エンドウ豆のでんぷんの市場規模 2028年までに144.2百万米ドルに達する見込み2021年7月5日
Report Oceanは、世界のエンドウ豆でんぷん市場について最新レポートを発表。調査によると、世界のエンドウ豆でんぷん市場規模は2028年までに144.2百万米ドルに達すると見込んでいる。

同レポートは、現在の市場を詳細に把握し、今後の市場成長について分析。また、消費者の可処分所得の増加、健康への関心の高まり、栄養やフィットネスに対する意識の高まりなどにより、エンドウ豆でんぷんの消費量は増加している。企業は、消費者が体重を維持し、必要な栄養を摂取し、健康上の目標を達成できるよう、エンドウ豆でんぷんをベースにした食品を導入している。
オーガニック製品の消費へのシフトが進む中、2019年8月、Cargill社はPURIS社に7500万ドルを投資。エンドウ豆のタンパク質、でんぷん、繊維の提供を強化することで、栄養ニーズを満たすために植物性タンパク質を求める消費者の需要の高まりに対応できるようになった。PURIS社は、非遺伝子組み換えおよび有機栽培のエンドウ豆でんぷんを、さまざまな食品・飲料カテゴリー向けに幅広く提供している。
この市場の最終用途には、食品・飲料、動物飼料、ペットフード、化粧品、医薬品、繊維、その他が含まれる。食品・飲料業界では、乳製品、焼き菓子、肉製品、スープ、缶詰など、幅広い製品にエンドウ豆でんぷんが使用。子供だけでなく大人の健康志向の高まりが、この分野の成長を後押ししている。
多忙なライフスタイルと相まって、健康的な外見やフィットネスに対する意識が高まっていることから、健康的なスナックや食事代替品の需要が増加し、成長を補っている。ペットフード分野は、穀物を使わないペットフードへの移行により、予測期間中に大きな成長が見込まれている。豆でんぷんは、ウェットおよびドライのペットフード、スナック、おやつに使用されるケースが増えている。

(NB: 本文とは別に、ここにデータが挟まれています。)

//! gRPC transport
//!
//! Each logical stream is one bidirectional `POST /tunnel.Tunnel/Stream`
//! call. Payload chunks travel as `Data` protobuf messages with the
//! standard 5-byte gRPC length prefix; the server ends a call with
//! `grpc-status: 0` trailers. Calls are multiplexed over a [`SlotPool`] of
//! mutual-TLS HTTP/2 connections.

use super::h2::{h2_to_io, poll_recv_chunk, poll_send_chunk, H2Connector};
use super::{BoxStream, SocketOpts, StreamOpener};
use crate::config::{PoolConfig, TlsConfig, TransportKind};
use crate::error::{PoolError, TunnelError};
use crate::pool::{PhysicalConn, SlotPool};
use crate::protocol::Address;
use async_trait::async_trait;
use bytes::{Buf, BufMut, Bytes, BytesMut};
use h2::server::SendResponse;
use h2::{RecvStream, SendStream};
use http::{HeaderMap, HeaderValue, Request, Response, StatusCode};
use prost::Message;
use std::io;
use std::pin::Pin;
use std::sync::Arc;
use std::task::{ready, Context, Poll};
use tokio::io::{AsyncRead, AsyncWrite, ReadBuf};

/// Method path of the tunnel call
pub const GRPC_PATH: &str = "/tunnel.Tunnel/Stream";

/// Content type of every gRPC request and response
pub const GRPC_CONTENT_TYPE: &str = "application/grpc";

const PREFIX_LEN: usize = 5;

/// Largest payload packed into one message
const MAX_CHUNK: usize = 16 * 1024;

/// Largest message accepted from the peer
const MAX_MESSAGE: usize = 4 * 1024 * 1024;

/// Protobuf messages of the tunnel service
pub mod proto {
    /// One chunk of stream payload
    #[derive(Clone, PartialEq, prost::Message)]
    pub struct Data {
        /// Raw bytes
        #[prost(bytes = "bytes", tag = "1")]
        pub data: bytes::Bytes,
    }
}

/// Length-prefix one `Data` message carrying `payload`
pub fn encode_frame(payload: &[u8]) -> Bytes {
    let msg = proto::Data {
        data: Bytes::copy_from_slice(payload),
    };
    let len = msg.encoded_len();
    let mut buf = BytesMut::with_capacity(PREFIX_LEN + len);
    buf.put_u8(0);
    buf.put_u32(len as u32);
    // Capacity was reserved above, encoding cannot run out of space
    let _ = msg.encode(&mut buf);
    buf.freeze()
}

/// Pop one complete message off `buf`, if there is one
pub fn decode_frame(buf: &mut BytesMut) -> io::Result<Option<Bytes>> {
    if buf.len() < PREFIX_LEN {
        return Ok(None);
    }
    if buf[0] != 0 {
        return Err(io::Error::new(
            io::ErrorKind::InvalidData,
            "compressed gRPC messages are not supported",
        ));
    }
    let len = u32::from_be_bytes([buf[1], buf[2], buf[3], buf[4]]) as usize;
    if len > MAX_MESSAGE {
        return Err(io::Error::new(
            io::ErrorKind::InvalidData,
            format!("gRPC message too large: {} bytes", len),
        ));
    }
    if buf.len() < PREFIX_LEN + len {
        return Ok(None);
    }

    buf.advance(PREFIX_LEN);
    let msg = buf.split_to(len).freeze();
    let data = proto::Data::decode(msg)
        .map_err(|e| io::Error::new(io::ErrorKind::InvalidData, e))?;
    Ok(Some(data.data))
}

enum Side {
    Client,
    Server,
}

/// One gRPC call as a byte stream
pub struct GrpcStream {
    side: Side,
    send: SendStream<Bytes>,
    recv: RecvStream,
    inbox: BytesMut,
    payload: Bytes,
    /// Frame being written and the caller bytes it carries
    outgoing: Option<(Bytes, usize)>,
    shut: bool,
}

impl std::fmt::Debug for GrpcStream {
    fn fmt(&self, f: &mut std::fmt::Formatter<'_>) -> std::fmt::Result {
        f.debug_struct("GrpcStream")
            .field("inbox", &self.inbox.len())
            .field("payload", &self.payload.len())
            .field("shut", &self.shut)
            .finish()
    }
}

impl GrpcStream {
    fn new(side: Side, send: SendStream<Bytes>, recv: RecvStream) -> Self {
        GrpcStream {
            side,
            send,
            recv,
            inbox: BytesMut::new(),
            payload: Bytes::new(),
            outgoing: None,
            shut: false,
        }
    }

    /// Client half of a call
    pub fn client(send: SendStream<Bytes>, recv: RecvStream) -> Self {
        GrpcStream::new(Side::Client, send, recv)
    }

    /// Accept an incoming call: check the method and answer with the
    /// response headers. Anything but the tunnel call is refused.
    pub fn accept(
        request: Request<RecvStream>,
        mut respond: SendResponse<Bytes>,
    ) -> Result<Self, TunnelError> {
        if request.uri().path() != GRPC_PATH {
            let path = request.uri().path().to_string();
            reject_call(&mut respond, 12);
            return Err(TunnelError::Handshake(format!("unknown gRPC method {}", path)));
        }

        let response = Response::builder()
            .status(StatusCode::OK)
            .header(http::header::CONTENT_TYPE, GRPC_CONTENT_TYPE)
            .body(())
            .map_err(|e| TunnelError::Transport(e.to_string()))?;
        let send = respond
            .send_response(response, false)
            .map_err(|e| TunnelError::Transport(e.to_string()))?;
        Ok(GrpcStream::new(Side::Server, send, request.into_body()))
    }
}

fn status_trailers(code: u32) -> HeaderMap {
    let mut trailers = HeaderMap::new();
    trailers.insert("grpc-status", HeaderValue::from(code));
    trailers
}

/// Answer a call with a trailers-only error response
fn reject_call(respond: &mut SendResponse<Bytes>, code: u32) {
    let mut builder = Response::builder()
        .status(StatusCode::OK)
        .header(http::header::CONTENT_TYPE, GRPC_CONTENT_TYPE);
    if let Some(headers) = builder.headers_mut() {
        headers.extend(status_trailers(code));
    }
    if let Ok(response) = builder.body(()) {
        let _ = respond.send_response(response, true);
    }
}

impl AsyncRead for GrpcStream {
    fn poll_read(
        mut self: Pin<&mut Self>,
        cx: &mut Context<'_>,
        buf: &mut ReadBuf<'_>,
    ) -> Poll<io::Result<()>> {
        let this = &mut *self;
        while this.payload.is_empty() {
            if let Some(payload) = decode_frame(&mut this.inbox)? {
                this.payload = payload;
                continue;
            }
            match ready!(poll_recv_chunk(&mut this.recv, cx))? {
                Some(data) => this.inbox.extend_from_slice(&data),
                None if this.inbox.is_empty() => return Poll::Ready(Ok(())),
                None => {
                    return Poll::Ready(Err(io::Error::new(
                        io::ErrorKind::UnexpectedEof,
                        "gRPC call ended inside a message",
                    )))
                }
            }
        }

        let n = buf.remaining().min(this.payload.len());
        buf.put_slice(&this.payload[..n]);
        this.payload.advance(n);
        Poll::Ready(Ok(()))
    }
}

impl AsyncWrite for GrpcStream {
    fn poll_write(
        mut self: Pin<&mut Self>,
        cx: &mut Context<'_>,
        buf: &[u8],
    ) -> Poll<io::Result<usize>> {
        if buf.is_empty() {
            return Poll::Ready(Ok(0));
        }
        let this = &mut *self;
        if this.outgoing.is_none() {
            let n = buf.len().min(MAX_CHUNK);
            this.outgoing = Some((encode_frame(&buf[..n]), n));
        }

        loop {
            let Some((frame, consumed)) = this.outgoing.as_mut() else {
                return Poll::Ready(Ok(0));
            };
            if frame.is_empty() {
                let consumed = *consumed;
                this.outgoing = None;
                return Poll::Ready(Ok(consumed));
            }
            if let Err(e) = ready!(poll_send_chunk(&mut this.send, cx, frame)) {
                this.outgoing = None;
                return Poll::Ready(Err(e));
            }
        }
    }

    fn poll_flush(self: Pin<&mut Self>, _cx: &mut Context<'_>) -> Poll<io::Result<()>> {
        Poll::Ready(Ok(()))
    }

    fn poll_shutdown(mut self: Pin<&mut Self>, _cx: &mut Context<'_>) -> Poll<io::Result<()>> {
        if self.shut {
            return Poll::Ready(Ok(()));
        }
        self.shut = true;
        let result = match self.side {
            Side::Client => self.send.send_data(Bytes::new(), true),
            Side::Server => self.send.send_trailers(status_trailers(0)),
        };
        Poll::Ready(result.map_err(h2_to_io))
    }
}

/// Opens gRPC calls on pooled connections
pub struct GrpcOpener {
    pool: Arc<SlotPool<H2Connector>>,
    authority: String,
}

impl GrpcOpener {
    /// Create an opener; connections are dialed in the background
    pub fn new(
        remote: Address,
        tls: &TlsConfig,
        socket_opts: SocketOpts,
        pool: PoolConfig,
    ) -> anyhow::Result<Self> {
        let connector = H2Connector::new(remote.clone(), tls, socket_opts, &pool)?;
        Ok(GrpcOpener {
            pool: SlotPool::new(connector, pool),
            authority: remote.to_string(),
        })
    }

    /// Pool backing this opener
    pub fn pool(&self) -> &Arc<SlotPool<H2Connector>> {
        &self.pool
    }

    fn request(&self) -> Result<Request<()>, TunnelError> {
        Request::builder()
            .method("POST")
            .uri(format!("https://{}{}", self.authority, GRPC_PATH))
            .header(http::header::CONTENT_TYPE, GRPC_CONTENT_TYPE)
            .header(http::header::TE, "trailers")
            .body(())
            .map_err(|e| TunnelError::Transport(e.to_string()))
    }
}

#[async_trait]
impl StreamOpener for GrpcOpener {
    async fn open(&self, _dst: &Address) -> Result<BoxStream, TunnelError> {
        let conn = self.pool.acquire().await?;
        let (response, send) = conn.send_request(self.request()?).await?;

        let response = response.await.map_err(|e| {
            if conn.is_ready() {
                TunnelError::Transport(format!("gRPC call: {}", e))
            } else {
                PoolError::Transient(e.to_string()).into()
            }
        })?;
        if response.status() != StatusCode::OK {
            return Err(TunnelError::Transport(format!(
                "gRPC call answered {}",
                response.status()
            )));
        }

        Ok(Box::new(GrpcStream::client(send, response.into_body())))
    }

    async fn close(&self) {
        self.pool.close().await;
    }

    fn kind(&self) -> TransportKind {
        TransportKind::Grpc
    }
}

ピーンスターチの用途には、ゲル化、フィルム発泡、結合と増粘、テクスチャー化などがある。2019年はゲル化分野が最も高いシェアを占めた。コンビニエンスフード業界の成長が、予測期間中にこのセグメントの市場を牽引すると予想されている。
エンドウ豆のデンプンは、アミロースの含有量が多いため、弾力性のある食感を必要とする食品の主要成分。ゲル化を目的としたエンドウ豆でんぷんの工業用途の増加と、動物飼料分野からの需要の増加は、今後数年間に多くの成長機会をもたらすと予想される要因となっている。

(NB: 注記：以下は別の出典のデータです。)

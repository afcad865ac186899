//! Transport module for Tunnelrat
//!
//! A [`StreamDialer`] turns a destination into a ready duplex stream. The
//! tunnel dialers share one shape: a backend-specific [`StreamOpener`]
//! produces a logical stream to the tunnel server, and [`TunnelDialer`]
//! writes the tunnel header on it before handing it out.
//!
//! Backends:
//! - `tcp`: one plain TCP connection per stream
//! - `tls`: one mutual-TLS connection per stream
//! - `grpc`: bidirectional gRPC calls over a [`SlotPool`] of HTTP/2 connections
//! - `quic`: bidirectional QUIC streams over a [`SlotPool`] of QUIC connections
//! - `http2`: CONNECT requests over a [`RefCountPool`] of HTTP/2 clients
//!
//! An outbound with several server addresses becomes a [`DialerGroup`] of
//! such dialers.
//!
//! [`SlotPool`]: crate::pool::SlotPool
//! [`RefCountPool`]: crate::pool::RefCountPool

mod direct;
mod group;
pub mod grpc;
pub(crate) mod h2;
pub mod http2;
#[cfg(feature = "quic")]
pub mod quic;
mod tcp;
mod tls;

pub use direct::{DirectDialer, RejectDialer};
pub use group::{DialerGroup, GroupMember, HealthCheck};
pub use grpc::GrpcOpener;
pub use http2::Http2Opener;
#[cfg(feature = "quic")]
pub use quic::QuicOpener;
pub use tcp::TcpOpener;
pub use tls::TlsOpener;

use crate::config::{TcpConfig, TransportKind, TunnelClientConfig};
use crate::error::TunnelError;
use crate::protocol::{Address, TunnelHeader};
use anyhow::{Context, Result};
use async_trait::async_trait;
use std::fmt::Debug;
use std::sync::Arc;
use std::time::Duration;
use tokio::io::{AsyncRead, AsyncWrite};
use tokio::net::TcpStream;
use tracing::debug;

/// Socket options for configuring connections
#[derive(Debug, Clone)]
pub struct SocketOpts {
    /// Enable TCP_NODELAY
    pub nodelay: bool,
    /// TCP keepalive timeout
    pub keepalive_secs: Option<u64>,
    /// TCP keepalive interval
    pub keepalive_interval: Option<u64>,
}

impl Default for SocketOpts {
    fn default() -> Self {
        SocketOpts {
            nodelay: true,
            keepalive_secs: Some(20),
            keepalive_interval: Some(8),
        }
    }
}

impl SocketOpts {
    /// Create socket options from TCP config
    pub fn from_tcp_config(config: &TcpConfig) -> Self {
        SocketOpts {
            nodelay: config.nodelay,
            keepalive_secs: Some(config.keepalive_secs),
            keepalive_interval: Some(config.keepalive_interval),
        }
    }

    /// Apply socket options to a TCP stream
    pub fn apply(&self, stream: &TcpStream) -> std::io::Result<()> {
        stream.set_nodelay(self.nodelay)?;

        if let (Some(timeout), Some(interval)) = (self.keepalive_secs, self.keepalive_interval) {
            let socket = socket2::SockRef::from(stream);
            let keepalive = socket2::TcpKeepalive::new()
                .with_time(Duration::from_secs(timeout))
                .with_interval(Duration::from_secs(interval));
            socket.set_tcp_keepalive(&keepalive)?;
        }

        Ok(())
    }
}

/// Resolve and connect to `addr` within `timeout`, then apply `opts`
pub async fn connect_tcp(
    addr: &Address,
    opts: &SocketOpts,
    timeout: Duration,
) -> Result<TcpStream, TunnelError> {
    let connect = async {
        let resolved = addr.resolve().await?;
        TcpStream::connect(resolved).await
    };

    let stream = tokio::time::timeout(timeout, connect)
        .await
        .map_err(|_| TunnelError::Timeout(format!("connect to {}", addr)))?
        .map_err(|e| TunnelError::Dial {
            addr: addr.to_string(),
            reason: e.to_string(),
        })?;

    opts.apply(&stream)?;
    Ok(stream)
}

/// Dynamic stream trait for boxed streams
pub trait StreamDyn: AsyncRead + AsyncWrite + Unpin + Send + Debug {}

impl<T: AsyncRead + AsyncWrite + Unpin + Send + Debug> StreamDyn for T {}

/// A logical duplex stream
pub type BoxStream = Box<dyn StreamDyn>;

/// Produces ready-to-use streams towards a destination
#[async_trait]
pub trait StreamDialer: Send + Sync {
    /// Open a stream to `dst`. For tunnel dialers the tunnel header has
    /// already been written when this returns.
    async fn dial(&self, dst: &Address) -> Result<BoxStream, TunnelError>;

    /// Close every physical connection; open streams fail on their next I/O
    async fn close(&self);
}

/// Opens raw logical streams to a tunnel server
#[async_trait]
pub trait StreamOpener: Send + Sync + 'static {
    /// Open a new logical stream. `dst` is only informational for most
    /// backends; the tunnel header carries it.
    async fn open(&self, dst: &Address) -> Result<BoxStream, TunnelError>;

    /// Close pooled physical connections
    async fn close(&self);

    /// Backend name, for logging
    fn kind(&self) -> TransportKind;
}

/// Dialer that prefixes every stream from `O` with the tunnel header
pub struct TunnelDialer<O> {
    opener: O,
    dial_timeout: Duration,
}

impl<O: StreamOpener> TunnelDialer<O> {
    /// Create a dialer bounded by `dial_timeout`
    pub fn new(opener: O, dial_timeout: Duration) -> Self {
        TunnelDialer {
            opener,
            dial_timeout,
        }
    }

    async fn open_with_retry(&self, dst: &Address) -> Result<BoxStream, TunnelError> {
        match self.opener.open(dst).await {
            Err(TunnelError::Pool(e)) if e.is_transient() => {
                debug!("{} transient error ({}), retrying once", self.opener.kind(), e);
                self.opener.open(dst).await
            }
            result => result,
        }
    }
}

#[async_trait]
impl<O: StreamOpener> StreamDialer for TunnelDialer<O> {
    async fn dial(&self, dst: &Address) -> Result<BoxStream, TunnelError> {
        let header = TunnelHeader::new(dst.clone());
        let open = async {
            let mut stream = self.open_with_retry(dst).await?;
            header.write_to(&mut stream).await?;
            Ok::<_, TunnelError>(stream)
        };

        tokio::time::timeout(self.dial_timeout, open)
            .await
            .map_err(|_| {
                TunnelError::Timeout(format!("{} dial to {}", self.opener.kind(), dst))
            })?
    }

    async fn close(&self) {
        self.opener.close().await;
    }
}

/// Build the dialer for one configured tunnel client. Several addresses
/// yield a [`DialerGroup`] with one dialer per server.
pub fn create_dialer(config: &TunnelClientConfig) -> Result<Arc<dyn StreamDialer>> {
    if !config.is_group() {
        return create_server_dialer(config, &config.address);
    }

    let check = HealthCheck::from_config(&config.health_check)?;
    let members = config
        .all_addresses()
        .map(|address| {
            Ok(GroupMember {
                address: address.to_string(),
                dialer: create_server_dialer(config, address)?,
            })
        })
        .collect::<Result<Vec<_>>>()?;
    let group: Arc<dyn StreamDialer> = DialerGroup::new(config.tag.clone(), members, check);
    Ok(group)
}

fn create_server_dialer(
    config: &TunnelClientConfig,
    address: &str,
) -> Result<Arc<dyn StreamDialer>> {
    let remote = Address::parse(address)
        .with_context(|| format!("Invalid tunnel address: {}", address))?;
    let opts = SocketOpts::from_tcp_config(&config.tcp);
    let pool = config.effective_pool();
    let dial_timeout = config.dial_timeout();

    let dialer: Arc<dyn StreamDialer> = match config.transport {
        TransportKind::Tcp => Arc::new(TunnelDialer::new(
            TcpOpener::new(remote, opts, pool.connect_timeout()),
            dial_timeout,
        )),
        TransportKind::Tls => {
            let tls = require_tls(config)?;
            Arc::new(TunnelDialer::new(
                TlsOpener::new(remote, tls, opts, pool.connect_timeout())?,
                dial_timeout,
            ))
        }
        TransportKind::Grpc => {
            let tls = require_tls(config)?;
            Arc::new(TunnelDialer::new(
                GrpcOpener::new(remote, tls, opts, pool)?,
                dial_timeout,
            ))
        }
        TransportKind::Http2 => {
            let tls = require_tls(config)?;
            let auth = config.credentials().map(|(u, p)| (u.to_string(), p.to_string()));
            Arc::new(TunnelDialer::new(
                Http2Opener::new(remote, tls, opts, pool, auth)?,
                dial_timeout,
            ))
        }
        #[cfg(feature = "quic")]
        TransportKind::Quic => {
            let tls = require_tls(config)?;
            Arc::new(TunnelDialer::new(QuicOpener::new(remote, tls, pool)?, dial_timeout))
        }
        #[cfg(not(feature = "quic"))]
        TransportKind::Quic => anyhow::bail!("QUIC transport is not enabled in this build"),
    };

    Ok(dialer)
}

fn require_tls(config: &TunnelClientConfig) -> Result<&crate::config::TlsConfig> {
    config
        .tls
        .as_ref()
        .with_context(|| format!("Transport {} requires TLS configuration", config.transport))
}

予測期間中、アジア太平洋地域は大きな成長が見込まれ、人口増加、可処分所得の増加、ベーカリー、乳製品、菓子などの食品への使用の増加が、この地域の市場成長の原動力となっている。この地域の人口は、伝統的な食品群からより健康的な食品群へと徐々に移行しており、高い栄養価を提供する食品にはより多くの費用を費やすことが望まれる。若者の間で食生活やライフスタイルに関する意識が高まっていることから、今後数年間で市場は大きく成長すると予想される。